杉元はすぐに思い当たった。こんなところで鉛筆を使うのは彼くらいしか思い浮かばない。

「ヴァシリが落としたのか……」
「……?」
「翔太くん、その鉛筆はさっき会ったヴァシリのものだよ」
「……外国の人?」
「うん。お隣さんだし、届けてあげようか」
「……うん」

翔太はまだ少しヴァシリに対して苦手意識があるのか、杉元の提案に渋い顔で頷いて見せた。何だったら俺だけで届けてやってもいいけど──そう思ってはみたが、杉元は翔太の成長のためにも、ここはやはり誰かとコミュニケーションを取れるようにしておくべきだと考え直した。

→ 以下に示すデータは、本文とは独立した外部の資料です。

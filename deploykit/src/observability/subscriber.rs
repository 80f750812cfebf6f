//! Process-wide `tracing` subscriber setup for binaries.

use std::fmt;
use std::str::FromStr;
use thiserror::Error;
use tracing_subscriber::layer::SubscriberExt;
use tracing_subscriber::util::SubscriberInitExt;
use tracing_subscriber::EnvFilter;

/// Errors raised while installing the subscriber.
#[derive(Debug, Error)]
pub enum TelemetryError {
    /// The filter directive did not parse.
    #[error("invalid log filter '{directive}': {message}")]
    Filter {
        /// The directive.
        directive: String,
        /// Parser message.
        message: String,
    },

    /// A global subscriber is already installed.
    #[error("failed to initialize tracing subscriber: {0}")]
    SubscriberInit(String),
}

/// How log lines are rendered.
#[derive(Debug, Clone, Copy, PartialEq, Eq, Default)]
pub enum LogFormat {
    /// Human-readable lines.
    #[default]
    Human,
    /// One JSON object per line, with the current span.
    Json,
}

impl FromStr for LogFormat {
    type Err = String;

    fn from_str(raw: &str) -> Result<Self, Self::Err> {
        match raw.to_ascii_lowercase().as_str() {
            "human" | "text" | "pretty" => Ok(Self::Human),
            "json" => Ok(Self::Json),
            other => Err(format!("unknown log format '{other}', expected 'human' or 'json'")),
        }
    }
}

impl fmt::Display for LogFormat {
    fn fmt(&self, f: &mut fmt::Formatter<'_>) -> fmt::Result {
        match self {
            Self::Human => write!(f, "human"),
            Self::Json => write!(f, "json"),
        }
    }
}

/// Installs the global subscriber.
///
/// `RUST_LOG` wins over `default_directive` when set.
pub fn init_tracing(format: LogFormat, default_directive: &str) -> Result<(), TelemetryError> {
    let filter = match EnvFilter::try_from_default_env() {
        Ok(filter) => filter,
        Err(_) => EnvFilter::try_new(default_directive).map_err(|err| TelemetryError::Filter {
            directive: default_directive.to_string(),
            message: err.to_string(),
        })?,
    };

    let registry = tracing_subscriber::registry().with(filter);
    let installed = match format {
        LogFormat::Human => registry
            .with(tracing_subscriber::fmt::layer().with_target(false))
            .try_init(),
        LogFormat::Json => registry
            .with(
                tracing_subscriber::fmt::layer()
                    .json()
                    .with_current_span(true)
                    .with_span_list(false)
                    .with_target(true),
            )
            .try_init(),
    };
    installed.map_err(|err| TelemetryError::SubscriberInit(err.to_string()))
}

二人はそのままアパートへと向かい、杉元は自分の部屋の隣にあるドアの前で行くとそこで立ち止まった。持っていた鉛筆を翔太に渡し、インターホンを鳴らす。翔太の顔は緊張に強張っていた。

「大丈夫だよ。悪い奴じゃないから」
「ん……」

間もなくして、部屋のドアが開かれた。相変わらず黒いマスクを着用したヴァシリが、外で会った時と違う部屋着の姿で出てきた。着ていたシャツには何故か『しゃぶしゃぶ』という日本語がプリントされている。

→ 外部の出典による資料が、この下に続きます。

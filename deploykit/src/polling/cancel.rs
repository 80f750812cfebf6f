//! Cancellation token for bounding waits from outside a run.

use parking_lot::RwLock;
use std::sync::atomic::{AtomicBool, Ordering};
use tokio::sync::Notify;

/// A token for cooperative cancellation of waits.
///
/// Cancellation is idempotent - only the first cancellation reason is kept.
#[derive(Default)]
pub struct CancellationToken {
    cancelled: AtomicBool,
    reason: RwLock<Option<String>>,
    notify: Notify,
}

impl CancellationToken {
    /// Creates a new cancellation token.
    #[must_use]
    pub fn new() -> Self {
        Self::default()
    }

    /// Requests cancellation with a reason and wakes every waiter.
    pub fn cancel(&self, reason: impl Into<String>) {
        if self
            .cancelled
            .compare_exchange(false, true, Ordering::SeqCst, Ordering::SeqCst)
            .is_ok()
        {
            *self.reason.write() = Some(reason.into());
            self.notify.notify_waiters();
        }
    }

    /// Returns whether cancellation has been requested.
    #[must_use]
    pub fn is_cancelled(&self) -> bool {
        self.cancelled.load(Ordering::SeqCst)
    }

    /// Returns the cancellation reason, if any.
    #[must_use]
    pub fn reason(&self) -> Option<String> {
        self.reason.read().clone()
    }

    /// Completes once the token is cancelled.
    pub async fn cancelled(&self) {
        loop {
            let notified = self.notify.notified();
            if self.is_cancelled() {
                return;
            }
            notified.await;
        }
    }
}

impl std::fmt::Debug for CancellationToken {
    fn fmt(&self, f: &mut std::fmt::Formatter<'_>) -> std::fmt::Result {
        f.debug_struct("CancellationToken")
            .field("cancelled", &self.is_cancelled())
            .field("reason", &self.reason())
            .finish()
    }
}

#[cfg(test)]
mod tests {
    use super::*;
    use std::sync::Arc;
    use std::time::Duration;

    #[test]
    fn test_token_default_not_cancelled() {
        let token = CancellationToken::new();
        assert!(!token.is_cancelled());
        assert!(token.reason().is_none());
    }

    #[test]
    fn test_token_cancel_idempotent() {
        let token = CancellationToken::new();
        token.cancel("budget exhausted");
        token.cancel("second reason");

        assert!(token.is_cancelled());
        assert_eq!(token.reason(), Some("budget exhausted".to_string()));
    }

    #[tokio::test(start_paused = true)]
    async fn test_cancelled_wakes_waiter() {
        let token = Arc::new(CancellationToken::new());
        let canceller = Arc::clone(&token);
        tokio::spawn(async move {
            tokio::time::sleep(Duration::from_secs(3)).await;
            canceller.cancel("stop");
        });

        tokio::time::timeout(Duration::from_secs(10), token.cancelled())
            .await
            .unwrap();
        assert!(token.is_cancelled());
    }

    #[tokio::test]
    async fn test_cancelled_returns_immediately_when_already_cancelled() {
        let token = CancellationToken::new();
        token.cancel("done");
        token.cancelled().await;
    }
}
//! Deployment and teardown reports.
//!
//! The deployment report is the only link between a deploy run and its
//! teardown: it carries every recorded resource id, so teardown never has to
//! guess names.

use crate::clients::{CloudResource, ImageRef};
use crate::context::{InfrastructureHandle, RunContext, REPORT_FILE};
use crate::core::StageResult;
use crate::errors::{ConfigError, DeployError, Result};
use crate::utils::{compact_timestamp, write_atomic};
use chrono::{DateTime, Utc};
use serde::{Deserialize, Serialize};
use std::path::{Path, PathBuf};

/// Process exit status for a deployment that succeeded cleanly.
pub const EXIT_SUCCESS: i32 = 0;
/// Aborted before any infrastructure existed.
pub const EXIT_ABORTED_CLEAN: i32 = 1;
/// Aborted with infrastructure left behind; teardown is needed.
pub const EXIT_ABORTED_PARTIAL: i32 = 2;
/// Completed with degraded or timed-out stages.
pub const EXIT_DEGRADED: i32 = 3;

/// How a deployment run ended.
#[derive(Debug, Clone, Copy, PartialEq, Eq, Serialize, Deserialize)]
#[serde(rename_all = "snake_case")]
pub enum TerminalState {
    /// Every stage ran and the report was written.
    ReportWritten,
    /// A fatal stage failure stopped the run.
    Aborted,
}

/// The persisted record of one deployment run.
#[derive(Debug, Clone, PartialEq, Serialize, Deserialize)]
pub struct DeploymentReport {
    /// Run identity.
    pub context: RunContext,
    /// Stage results in execution order.
    pub stages: Vec<StageResult>,
    /// True if no stage failed.
    pub success: bool,
    /// How the run ended.
    pub terminal_state: TerminalState,
    /// The stage that aborted the run.
    #[serde(default, skip_serializing_if = "Option::is_none")]
    pub aborted_stage: Option<String>,
    /// Created resource ids.
    pub infrastructure: InfrastructureHandle,
    /// Built image.
    #[serde(default, skip_serializing_if = "Option::is_none")]
    pub image: Option<ImageRef>,
    /// When the run ended.
    pub completed_at: DateTime<Utc>,
}

impl DeploymentReport {
    /// Returns the process exit status for this run.
    #[must_use]
    pub fn exit_code(&self) -> i32 {
        match self.terminal_state {
            TerminalState::Aborted if self.infrastructure.has_resources() => EXIT_ABORTED_PARTIAL,
            TerminalState::Aborted => EXIT_ABORTED_CLEAN,
            TerminalState::ReportWritten if self.has_warnings() => EXIT_DEGRADED,
            TerminalState::ReportWritten => EXIT_SUCCESS,
        }
    }

    /// Returns true if any stage timed out or was degraded.
    #[must_use]
    pub fn has_warnings(&self) -> bool {
        self.stages.iter().any(|s| s.status.is_warning())
    }

    /// Returns the result recorded for `stage`.
    #[must_use]
    pub fn stage(&self, stage: &str) -> Option<&StageResult> {
        self.stages.iter().find(|s| s.stage == stage)
    }

    /// Writes the report as pretty JSON.
    pub async fn write(&self, path: &Path) -> Result<()> {
        if let Some(parent) = path.parent() {
            tokio::fs::create_dir_all(parent).await?;
        }
        write_atomic(path, &serde_json::to_vec_pretty(self)?).await?;
        Ok(())
    }

    /// Reads a report written by [`DeploymentReport::write`].
    pub fn load(path: &Path) -> Result<Self> {
        let raw = std::fs::read(path).map_err(|err| match err.kind() {
            std::io::ErrorKind::NotFound => ConfigError::NotFound {
                path: path.to_path_buf(),
            }
            .into(),
            _ => DeployError::Io(err),
        })?;
        serde_json::from_slice(&raw).map_err(|err| {
            ConfigError::Parse {
                path: path.to_path_buf(),
                message: err.to_string(),
            }
            .into()
        })
    }

    /// Finds the most recent run's report under `output_root`.
    ///
    /// Run directories are named by compact timestamp, so the greatest name
    /// holding a report is the latest run.
    pub fn find_latest(output_root: &Path) -> Result<PathBuf> {
        let not_found = || ConfigError::NotFound {
            path: output_root.join("*").join(REPORT_FILE),
        };
        let entries = match std::fs::read_dir(output_root) {
            Ok(entries) => entries,
            Err(err) if err.kind() == std::io::ErrorKind::NotFound => {
                return Err(not_found().into())
            }
            Err(err) => return Err(err.into()),
        };
        let mut candidates: Vec<PathBuf> = entries
            .filter_map(std::result::Result::ok)
            .map(|entry| entry.path().join(REPORT_FILE))
            .filter(|path| path.is_file())
            .collect();
        candidates.sort();
        candidates.pop().ok_or_else(|| not_found().into())
    }
}

/// Whether teardown deletes anything.
#[derive(Debug, Clone, Copy, PartialEq, Eq, Serialize, Deserialize)]
#[serde(rename_all = "snake_case")]
pub enum TeardownMode {
    /// Discover and plan only.
    DryRun,
    /// Delete the planned resources.
    Execute,
}

/// A recorded resource and whether discovery found it.
#[derive(Debug, Clone, PartialEq, Eq, Serialize, Deserialize)]
pub struct TeardownTarget {
    /// The resource.
    pub resource: CloudResource,
    /// Name it was created with.
    pub name: String,
    /// Whether the resource still existed at discovery.
    pub present: bool,
}

/// The persisted record of one teardown.
#[derive(Debug, Clone, PartialEq, Serialize, Deserialize)]
pub struct TeardownReport {
    /// The deployment report this teardown read.
    pub source_report: PathBuf,
    /// Run id of the deployment being torn down.
    pub deployment_run_id: uuid::Uuid,
    /// When teardown started.
    pub started_at: DateTime<Utc>,
    /// Dry run or execute.
    pub mode: TeardownMode,
    /// Workload namespace.
    pub namespace: String,
    /// Every recorded resource, in deletion order.
    pub targets: Vec<TeardownTarget>,
    /// Step results in execution order.
    pub steps: Vec<StageResult>,
    /// Resources still present after verification.
    pub remaining: Vec<CloudResource>,
    /// True if every step succeeded and nothing remains.
    pub success: bool,
}

impl TeardownReport {
    /// Returns the resources discovery found, in deletion order.
    #[must_use]
    pub fn planned(&self) -> Vec<&CloudResource> {
        self.targets
            .iter()
            .filter(|t| t.present)
            .map(|t| &t.resource)
            .collect()
    }

    /// Returns the process exit status for this teardown.
    #[must_use]
    pub fn exit_code(&self) -> i32 {
        if self.success {
            EXIT_SUCCESS
        } else {
            EXIT_ABORTED_CLEAN
        }
    }

    /// Returns the messages of failed steps.
    #[must_use]
    pub fn errors(&self) -> Vec<String> {
        self.steps
            .iter()
            .filter(|s| s.status.is_failure())
            .map(|s| format!("{}: {}", s.stage, s.message.as_deref().unwrap_or("failed")))
            .collect()
    }

    /// Writes the report to `{output_root}/teardown_report_{timestamp}.json`.
    pub async fn write(&self, output_root: &Path) -> Result<PathBuf> {
        tokio::fs::create_dir_all(output_root).await?;
        let path = output_root.join(format!(
            "teardown_report_{}.json",
            compact_timestamp(&self.started_at)
        ));
        write_atomic(&path, &serde_json::to_vec_pretty(self)?).await?;
        Ok(path)
    }
}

杉元はそのファッションセンスに思わずツッコミを入れそうになったが、ここに来た目的を思い出すとそっと翔太の背中に手を添えてやった。

「突然悪いな。実は……ほら、翔太くん」
「……ん」
「……!」

杉元に促され、翔太はもじもじとしながら持っていた鉛筆をヴァシリに差し出した。ヴァシリは目を見開き、しばらく翔太と差し出された鉛筆を見比べていた。

「……落し物……」

翔太が震えながら言葉を発したのを合図に、ようやくヴァシリは翔太の手から鉛筆を受け取った。ヴァシリは受け取った鉛筆を少し興奮したように眺めると、突然片手を突き出し「待ってろ」とでも言うように制止をかけた。そのまま部屋の奥に消えたかと思うと、ヴァシリは何かを持って玄関まで戻ってきた。その手には、一枚の紙と小さな袋がある。彼はそれを、翔太の前に差し出した。

「あっ……」
「うわっ、似顔絵か……!?」

ヴァシリが差し出した紙には、翔太の似顔絵が描かれてあった。といってもそれは、風景画に溶け込んだものである。途中まで風景のみを描いていた中に、後から翔太の姿を描き足したようだった。猫じゃらしを持って笑う翔太の姿は、杉元の目から見てもとても愛らしいものだった。

「すごいな、お前!美大生って聞いてたけど、ここまで上手く描けるものなんだな!」
「わぁ……」

翔太は初めて描いてもらった似顔絵に感動しているようだった。あんな短時間でここまで正確に描写できるヴァシリの才能に、翔太は感嘆の声を漏らして目を輝かせている。ヴァシリは嬉しそうな翔太の反応に目を細ませた。

「ん? ……ねぇ翔太くん、これもくれるみたいだよ」
「えっ」

翔太がいつまでも紙を眺めていると、ヴァシリがずいと袋を差し出してきた。杉元が指摘すると翔太はようやく顔を上げて、その差し出された袋を受け取った。袋には何か、外国語のような文字が印字されている。

「たぶん、お菓子じゃないかな」
「……!いいの……?」

翔太が戸惑った様子で問うと、ヴァシリは微笑みながら頷いた。翔太は頬を赤らめるなり、慌てて頭を下げた。

「あ、ありがとう……!」
「良かったね、翔太くん」
「うん……!」

感極まる翔太の様子にヴァシリも手を振って見せた。「気にしないで」と言いたいのか、それとも「それじゃあまたね」と言いたいのか──何も話さないヴァシリに翔太は同じように笑顔で手を振って見せた。

「ヴァシリお兄ちゃん、またね。ありがとう」

翔太はそのどちらともとれる返事を返した。そうしてしばらく二人の手の振り合いが続く。

「…………」
「…………」
「…………いや、長くない?」

終わりが見えない手の振り合いにようやく杉元が止めに入った。

ヴァシリは別れを名残惜しんでいたが、杉元はいつまでもこうしている訳にもいかないので半ば強制的に翔太を自分の部屋へと連れて帰った。